Mormon cricket ecology and evolution
I've been working on a number of projects investigating the behavioral and ecological mechanisms underlying migratory band formation and movement in the Mormon cricket, Anabrus simplex (Tettigoniidae). Mormon crickets can form huge migratory bands in the western U.S. consisting of millions of individuals that travel en masse up to 2 km/day and can devastate agricultural areas (see photo above). Despite the obvious similarities between migratory bands of Mormon crickets and those of locusts, my laboratory work on Mormon cricket behavior demonstrated that the behavioral mechanisms underlying band formation and movement are quite different in the two groups (Sword, 2005).
In collaboration with Pat Lorch (Kent State university) and Darryl Gwynne (University of Toronto, Mississauga), we have been using radiotelemetry, GPS, and GIS to examine the landscape-scale movement patterns of individual Mormon crickets within migratory bands. To date, we have tested hypotheses about differences between the movement patterns of individuals in outbreak and non-outbreak populations (Lorch et al. 2005), and also examined the effects of various environmental and social cues on migratory band movement patterns.
We recently performed a manipulative experiment demonstrating for the first time that Mormon crickets and locusts form migratory bands as part of an anti-predator strategy (Sword et al., 2005). However, once these groups form, individuals in the group must contend with increased competition for resources as well as the threat cannibalism. In a really neat set of experiments conducted this past summer with Steve Simpson (University of Sydney) and Iain Couzin (Princeton/Oxford), we demonstrated that Mormon crickets in migratory bands move for two reasons: 1) to exploit new nutritional resources, namely protein and salt, and 2) to avoid being eaten by hungry conspecifics approaching from the rear (Simpson et al. 2006). These findings provided a unique demonstration of the nutritional basis of mass movement and a novel perspective on the mechanisms underlying collective animal movement patterns. In short, Mormon cricket migratory band movement is a forced march driven by cannibalism. Run!!!
As an analog to the phylogenetic analysis of swarming in Schistocerca locusts, I am completing a mtDNA-based phylogeographic analysis of Mormon crickets throughout their range in western North America. This will provide a phylogenetic framework upon which to examine population-level variation in migratory behavior and its relationship to environmental factors such as the insects' nutritional environment. This study also facilitated the discovery of a cryptic species of Anabrus in Washington state, USA identified through variation in cytochrome oxidase (COIII) mtDNA sequence data (Sword et al. in preparation).
Simpson, S.J.*, Sword, G.A.*, Lorch, P.D. & Couzin, I.D. (2006) Cannibal crickets on a forced march for protein and salt. Proceedings of the National Academy of Science USA 103:4152-4156. (* equal contributors)

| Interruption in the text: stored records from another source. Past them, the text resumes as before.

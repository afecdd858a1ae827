//! Engine error types.

use crate::orders::OrderError;
use thiserror::Error;

/// Errors surfaced synchronously by the engine.
///
/// Asynchronous conditions (latency-budget violations, cancels of unknown
/// orders, noise on a dormant book) are counted or ignored per the
/// propagation policy, never raised.
#[derive(Debug, Clone, PartialEq, Error)]
#[non_exhaustive]
pub enum EngineError {
    /// The submitted order failed validation; nothing was enqueued.
    #[error("invalid order: {0}")]
    InvalidOrder(#[from] OrderError),

    /// The order references a symbol the engine was not constructed with.
    #[error("unknown symbol: {symbol}")]
    UnknownSymbol {
        /// The unrecognized symbol.
        symbol: String,
    },

    /// The configured simulation speed is not a positive finite number.
    #[error("simulation speed must be positive and finite, got {speed}")]
    InvalidSimulationSpeed {
        /// The rejected speed factor.
        speed: f64,
    },
}
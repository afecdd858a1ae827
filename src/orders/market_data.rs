//! Top-of-book snapshots and aggregated depth views.

use serde::{Deserialize, Serialize};
use std::sync::Arc;

/// Point-in-time top-of-book snapshot for one symbol.
///
/// Sizes aggregate the remaining quantities of active resting orders at
/// the respective best price. `best_bid`/`best_ask` are absent when the
/// side is empty; `last_price` is absent until the first trade.
#[derive(Debug, Clone, PartialEq, Serialize, Deserialize)]
pub struct MarketData {
    /// Symbol this snapshot describes.
    pub symbol: String,
    /// Snapshot time, nanoseconds since the Unix epoch.
    pub timestamp: u64,
    /// Highest resting buy price, if any.
    pub best_bid: Option<f64>,
    /// Lowest resting sell price, if any.
    pub best_ask: Option<f64>,
    /// Resting quantity at the best bid.
    pub bid_size: u64,
    /// Resting quantity at the best ask.
    pub ask_size: u64,
    /// Price of the most recent trade, if any.
    pub last_price: Option<f64>,
    /// Quantity of the most recent trade, zero before the first trade.
    pub last_quantity: u64,
}

impl MarketData {
    /// Best ask minus best bid, when both sides are present.
    #[must_use]
    pub fn spread(&self) -> Option<f64> {
        match (self.best_bid, self.best_ask) {
            (Some(bid), Some(ask)) => Some(ask - bid),
            _ => None,
        }
    }

    /// Midpoint of the best bid and ask, when both sides are present.
    #[must_use]
    pub fn mid_price(&self) -> Option<f64> {
        match (self.best_bid, self.best_ask) {
            (Some(bid), Some(ask)) => Some((bid + ask) / 2.0),
            _ => None,
        }
    }
}

/// One aggregated price level in a depth view.
#[derive(Debug, Clone, Copy, PartialEq, Serialize, Deserialize)]
pub struct DepthLevel {
    /// Price of the level.
    pub price: f64,
    /// Sum of remaining quantities of active resting orders at this price.
    pub quantity: u64,
}

/// Price-aggregated order book depth.
///
/// Bids are ordered best-first (descending price), asks best-first
/// (ascending price); each side is truncated to the requested number of
/// levels.
#[derive(Debug, Clone, PartialEq, Serialize, Deserialize)]
pub struct BookDepth {
    /// Bid levels, descending by price.
    pub bids: Vec<DepthLevel>,
    /// Ask levels, ascending by price.
    pub asks: Vec<DepthLevel>,
    /// Snapshot time, nanoseconds since the Unix epoch.
    pub timestamp: u64,
}

/// Market-data listener specification using `Arc` for shared ownership.
///
/// Invoked once per affected symbol after every drain that produced
/// trades on that symbol. Must be non-blocking and must not call back
/// into the engine.
pub type MarketDataListener = Arc<dyn Fn(&MarketData) + Send + Sync>;
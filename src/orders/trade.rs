//! Executed-trade record and the trade listener type.

use super::order::OrderId;
use serde::{Deserialize, Serialize};
use std::fmt;
use std::sync::Arc;
use uuid::Uuid;

/// Unique identifier for a trade.
#[derive(Debug, Clone, Copy, PartialEq, Eq, PartialOrd, Ord, Hash, Serialize, Deserialize)]
pub struct TradeId(Uuid);

impl TradeId {
    /// Creates a fresh random identifier.
    #[must_use]
    pub fn new() -> Self {
        Self(Uuid::new_v4())
    }
}

impl Default for TradeId {
    fn default() -> Self {
        Self::new()
    }
}

impl fmt::Display for TradeId {
    fn fmt(&self, f: &mut fmt::Formatter<'_>) -> fmt::Result {
        self.0.fmt(f)
    }
}

/// A fill executed between two opposite-sided orders on one symbol.
///
/// The price is always the resting order's price; the timestamp is the
/// later of the two participants' effective timestamps, so a trade never
/// predates either party's simulated arrival.
#[derive(Debug, Clone, PartialEq, Serialize, Deserialize)]
pub struct Trade {
    /// Unique trade identifier.
    pub id: TradeId,
    /// Symbol the trade occurred on.
    pub symbol: String,
    /// Executed quantity, always positive.
    pub quantity: u64,
    /// Execution price.
    pub price: f64,
    /// Nanoseconds since the Unix epoch.
    pub timestamp: u64,
    /// Identifier of the buy-side order.
    pub buy_order_id: OrderId,
    /// Identifier of the sell-side order.
    pub sell_order_id: OrderId,
    /// Agent behind the buy-side order.
    pub buyer_agent_id: String,
    /// Agent behind the sell-side order.
    pub seller_agent_id: String,
}

impl Trade {
    /// Price times quantity.
    #[must_use]
    pub fn notional(&self) -> f64 {
        self.price * self.quantity as f64
    }
}

impl fmt::Display for Trade {
    fn fmt(&self, f: &mut fmt::Formatter<'_>) -> fmt::Result {
        write!(
            f,
            "{} {} x{} @ {} ({} <- {})",
            self.id,
            self.symbol,
            self.quantity,
            self.price,
            self.buyer_agent_id,
            self.seller_agent_id
        )
    }
}

/// Trade listener specification using `Arc` for shared ownership.
///
/// Listeners receive every trade in production order within a drain. They
/// must be non-blocking and must not call back into the engine.
pub type TradeListener = Arc<dyn Fn(&Trade) + Send + Sync>;
use std::path::PathBuf;

use thiserror::Error;

#[derive(Debug, Error)]
pub enum ConfigError {
    #[error("Failed to read config file {path}: {source}")]
    Io {
        path: PathBuf,
        #[source]
        source: std::io::Error,
    },

    #[error("Failed to parse config file {path}: {source}")]
    Toml {
        path: PathBuf,
        #[source]
        source: toml::de::Error,
    },

    #[error("Invalid configuration: {0}")]
    Invalid(String),
}

pub type ConfigResult<T> = Result<T, ConfigError>;
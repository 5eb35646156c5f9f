use std::fmt::Write;

use chrono::format::{Item, StrftimeItems};
use chrono::NaiveDateTime;

/// Timestamp layout shared by log lines and query literals.
///
/// Passed explicitly to the parser, loader and interpreter; never global.
#[derive(Debug, Clone, PartialEq, Eq)]
pub struct DateFormat {
    pattern: String,
}

impl DateFormat {
    /// `dd.mm.yyyy HH:MM:SS`, 24-hour clock.
    pub const DEFAULT_PATTERN: &'static str = "%d.%m.%Y %H:%M:%S";

    pub fn new(pattern: impl Into<String>) -> Self {
        Self { pattern: pattern.into() }
    }

    pub fn pattern(&self) -> &str {
        &self.pattern
    }

    /// False when the pattern contains an unknown `%` specifier.
    pub fn is_valid(&self) -> bool {
        !StrftimeItems::new(&self.pattern).any(|item| matches!(item, Item::Error))
    }

    pub fn parse(&self, text: &str) -> Result<NaiveDateTime, chrono::ParseError> {
        NaiveDateTime::parse_from_str(text, &self.pattern)
    }

    /// Render `timestamp`. An invalid pattern renders as an empty string.
    pub fn format(&self, timestamp: NaiveDateTime) -> String {
        let mut out = String::new();
        if write!(out, "{}", timestamp.format(&self.pattern)).is_err() {
            out.clear();
        }
        out
    }
}

impl Default for DateFormat {
    fn default() -> Self {
        Self::new(Self::DEFAULT_PATTERN)
    }
}

#[cfg(test)]
mod tests {
    use super::*;
    use chrono::{NaiveDate, Timelike};

    #[test]
    fn test_default_pattern_parses_day_first() {
        let fmt = DateFormat::default();
        let ts = fmt.parse("03.02.2021 23:59:58").unwrap();
        assert_eq!(ts.date(), NaiveDate::from_ymd_opt(2021, 2, 3).unwrap());
        assert_eq!(ts.hour(), 23);
        assert_eq!(ts.second(), 58);
    }

    #[test]
    fn test_invalid_pattern_does_not_panic() {
        let fmt = DateFormat::new("%d.%m.%Y %Q");
        assert!(!fmt.is_valid());
        assert!(DateFormat::default().is_valid());
        let ts = DateFormat::default().parse("03.02.2021 23:59:58").unwrap();
        assert_eq!(fmt.format(ts), "");
    }

    #[test]
    fn test_default_pattern_rejects_other_layouts() {
        let fmt = DateFormat::default();
        assert!(fmt.parse("2021-02-03 23:59:58").is_err());
        assert!(fmt.parse("03.02.2021").is_err());
        assert!(fmt.parse("03.02.2021 25:00:00").is_err());
        assert!(fmt.parse("").is_err());
    }

    #[test]
    fn test_format_is_zero_padded() {
        let fmt = DateFormat::default();
        let ts = NaiveDate::from_ymd_opt(2020, 1, 1)
            .unwrap()
            .and_hms_opt(9, 5, 7)
            .unwrap();
        assert_eq!(fmt.format(ts), "01.01.2020 09:05:07");
    }

    #[test]
    fn test_custom_pattern() {
        let fmt = DateFormat::new("%Y-%m-%dT%H:%M:%S");
        let ts = fmt.parse("2020-01-01T10:00:00").unwrap();
        assert_eq!(fmt.format(ts), "2020-01-01T10:00:00");
    }
}
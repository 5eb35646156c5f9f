//! Plan: turns one query line into a [`QueryPlan`].
//!
//! Two shapes are accepted:
//!
//! ```text
//! get <field>
//! get <field> for <field> = "<value>" [and date between "<d1>" and "<d2>"]
//! ```
//!
//! Token positions are fixed. Anything that does not fit becomes
//! [`QueryPlan::Unrecognized`]; parsing never fails loudly.

use crate::corpus::DateRange;
use crate::filter::Field;
use crate::parser::DateFormat;

const DATE_CLAUSE: &str = "and date between";

#[derive(Debug, Clone, PartialEq, Eq)]
pub enum QueryPlan {
    /// `get <field>` over the whole corpus
    Shorthand(Field),
    /// `get <subject> for <predicate> = "<value>"`, optionally date-bounded
    General {
        subject: Field,
        predicate: Field,
        value: String,
        range: DateRange,
    },
    Unrecognized,
}

impl QueryPlan {
    pub fn parse(query: &str, format: &DateFormat) -> Self {
        let query = query.trim();
        if !query.starts_with("get") {
            return QueryPlan::Unrecognized;
        }

        if !query.contains('=') {
            return parse_shorthand(query);
        }

        parse_general(query, format).unwrap_or(QueryPlan::Unrecognized)
    }
}

fn parse_shorthand(query: &str) -> QueryPlan {
    let mut tokens = query.split_whitespace();
    match (tokens.next(), tokens.next(), tokens.next()) {
        (Some("get"), Some(field), None) => field
            .parse()
            .map(QueryPlan::Shorthand)
            .unwrap_or(QueryPlan::Unrecognized),
        _ => QueryPlan::Unrecognized,
    }
}

fn parse_general(query: &str, format: &DateFormat) -> Option<QueryPlan> {
    let (left, right) = query.split_once('=')?;

    let tokens: Vec<&str> = left.split_whitespace().collect();
    if tokens.len() != 4 || tokens[0] != "get" || tokens[2] != "for" {
        return None;
    }
    let subject: Field = tokens[1].parse().ok()?;
    let predicate: Field = tokens[3].parse().ok()?;

    let (value, rest) = first_quoted(right)?;
    let range = rest
        .split_once(DATE_CLAUSE)
        .map(|(_, dates)| parse_between(dates, format))
        .unwrap_or_default();

    Some(QueryPlan::General {
        subject,
        predicate,
        value: value.to_string(),
        range,
    })
}

/// First `"..."` in `text`, and whatever follows its closing quote.
fn first_quoted(text: &str) -> Option<(&str, &str)> {
    let open = text.find('"')?;
    let body = &text[open + 1..];
    let close = body.find('"')?;
    Some((&body[..close], &body[close + 1..]))
}

/// `"<d1>" and "<d2>"` into an exclusive range. Any parse failure leaves
/// both sides unbounded.
fn parse_between(dates: &str, format: &DateFormat) -> DateRange {
    let cleaned = dates.replace('"', "");
    let Some((after, before)) = cleaned.split_once("and") else {
        return DateRange::unbounded();
    };

    match (format.parse(after.trim()), format.parse(before.trim())) {
        (Ok(after), Ok(before)) => DateRange::between(after, before),
        _ => DateRange::unbounded(),
    }
}
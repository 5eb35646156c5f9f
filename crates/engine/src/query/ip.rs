use std::collections::HashSet;

use super::LogQuery;
use crate::corpus::DateRange;
use crate::entry::{Event, Status};
use crate::filter::Predicate;

impl LogQuery {
    pub fn number_of_unique_ips(&self, range: &DateRange) -> usize {
        self.unique_ips(range).len()
    }

    pub fn unique_ips(&self, range: &DateRange) -> HashSet<String> {
        self.ips_where(&Predicate::Any, range)
    }

    /// Addresses the user connected from.
    pub fn ips_for_user(&self, user: &str, range: &DateRange) -> HashSet<String> {
        self.ips_where(&Predicate::User(user.to_string()), range)
    }

    pub fn ips_for_event(&self, event: Event, range: &DateRange) -> HashSet<String> {
        self.ips_where(&Predicate::Event(event), range)
    }

    pub fn ips_for_status(&self, status: Status, range: &DateRange) -> HashSet<String> {
        self.ips_where(&Predicate::Status(status), range)
    }

    fn ips_where(&self, predicate: &Predicate, range: &DateRange) -> HashSet<String> {
        self.collect(range, predicate, |e| e.ip().to_string())
    }
}
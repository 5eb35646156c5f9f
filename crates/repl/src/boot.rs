//! Boot: logging init and config load.

use anyhow::{Context, Result};
use tracing::{info, warn};
use tracing_subscriber::{fmt, prelude::*, EnvFilter};

use engine::{LogQuery, TasklogConfig};

const DEFAULT_FILTER: &str = "repl=info,engine=warn";
const LOG_FORMAT_ENV: &str = "TASKLOG_LOG_FORMAT";

/// Initialise the tracing subsystem.
///
/// Logs go to stderr so stdout carries nothing but query results.
/// `TASKLOG_LOG_FORMAT=json` switches to structured output.
pub fn init_logging() {
    let filter = EnvFilter::try_from_default_env().unwrap_or_else(|_| EnvFilter::new(DEFAULT_FILTER));
    let json = std::env::var(LOG_FORMAT_ENV).is_ok_and(|v| v.eq_ignore_ascii_case("json"));

    if json {
        let layer = fmt::layer()
            .json()
            .with_target(true)
            .with_writer(std::io::stderr);
        tracing_subscriber::registry().with(filter).with(layer).init();
    } else {
        let layer = fmt::layer()
            .with_target(true)
            .with_file(false)
            .with_line_number(false)
            .with_writer(std::io::stderr);
        tracing_subscriber::registry().with(filter).with(layer).init();
    }
}

/// Load config (file, then env), then let the first CLI argument override
/// the log directory.
pub fn load_config(log_dir: Option<String>) -> Result<TasklogConfig> {
    let mut config = TasklogConfig::load().context("Failed to load configuration")?;
    apply_log_dir(&mut config, log_dir);
    Ok(config)
}

fn apply_log_dir(config: &mut TasklogConfig, log_dir: Option<String>) {
    if let Some(dir) = log_dir.filter(|d| !d.trim().is_empty()) {
        config.corpus.log_dir = dir;
    }
}

/// Build the query engine and report what the first load saw.
pub fn boot(config: &TasklogConfig) -> LogQuery {
    info!(
        log_dir = %config.corpus.log_dir,
        suffix = %config.corpus.file_suffix,
        strict = config.corpus.strict,
        cache = config.corpus.cache,
        "Opening log corpus"
    );

    let query = LogQuery::from_config(&config.corpus);
    let corpus = query.snapshot();
    let stats = corpus.stats();
    info!(
        files = stats.files_read,
        entries = corpus.len(),
        skipped = stats.lines_skipped(),
        "Corpus ready"
    );

    for diagnostic in corpus.diagnostics() {
        warn!("{}", diagnostic);
    }

    query
}
use chrono::NaiveDateTime;

use super::field::Field;
use crate::entry::{Entry, Event, Status};
use crate::parser::DateFormat;

/// Equality test over one or more entry fields.
#[derive(Debug, Clone, PartialEq, Eq)]
pub enum Predicate {
    /// Matches every entry
    Any,
    /// Matches no entry; what an unconvertible query value turns into
    Never,
    Ip(String),
    User(String),
    Date(NaiveDateTime),
    Event(Event),
    Status(Status),
    /// Given event with exactly this task number, 0 included
    Task(Event, u32),
    /// Like `Task`, but a task number of 0 matches nothing
    NumberedTask(Event, u32),
    /// Every inner predicate holds
    All(Vec<Predicate>),
}

impl Predicate {
    /// Equality on `field` against a textual value.
    ///
    /// A value that does not convert to the field's type (bad date, unknown
    /// event or status token) yields [`Predicate::Never`].
    pub fn equals(field: Field, value: &str, format: &DateFormat) -> Self {
        match field {
            Field::Ip => Predicate::Ip(value.to_string()),
            Field::User => Predicate::User(value.to_string()),
            Field::Date => format.parse(value).map(Predicate::Date).unwrap_or(Predicate::Never),
            Field::Event => value.parse().map(Predicate::Event).unwrap_or(Predicate::Never),
            Field::Status => value.parse().map(Predicate::Status).unwrap_or(Predicate::Never),
        }
    }

    pub fn and(self, other: Predicate) -> Self {
        match (self, other) {
            (Predicate::Any, p) | (p, Predicate::Any) => p,
            (Predicate::Never, _) | (_, Predicate::Never) => Predicate::Never,
            (Predicate::All(mut a), Predicate::All(b)) => {
                a.extend(b);
                Predicate::All(a)
            }
            (Predicate::All(mut a), p) | (p, Predicate::All(mut a)) => {
                a.push(p);
                Predicate::All(a)
            }
            (a, b) => Predicate::All(vec![a, b]),
        }
    }

    #[inline]
    pub fn matches(&self, entry: &Entry) -> bool {
        match self {
            Predicate::Any => true,
            Predicate::Never => false,
            Predicate::Ip(ip) => entry.ip() == ip,
            Predicate::User(name) => entry.name() == name,
            Predicate::Date(ts) => entry.timestamp() == *ts,
            Predicate::Event(event) => entry.event() == *event,
            Predicate::Status(status) => entry.status() == *status,
            Predicate::Task(event, task) => entry.event() == *event && entry.task_number() == *task,
            Predicate::NumberedTask(event, task) => {
                *task != 0 && entry.event() == *event && entry.task_number() == *task
            }
            Predicate::All(all) => all.iter().all(|p| p.matches(entry)),
        }
    }
}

Sword, G.A. (2005) Local population density and the activation of movement in migratory band-forming Mormon crickets. Animal Behaviour 69(2):437-444.
Sword, G.A., Lorch, P.D. & Gwynne, D.T. (2005) Migratory bands give crickets protection. Nature 433:703.
Lorch, P.D., Sword, G.A., Gwynne, D.T. & Anderson, G.L. (2005) Radiotelemetry reveals differences in individual movement patterns between outbreak and non-outbreak Mormon cricket populations. Ecological Entomology 30:548-555.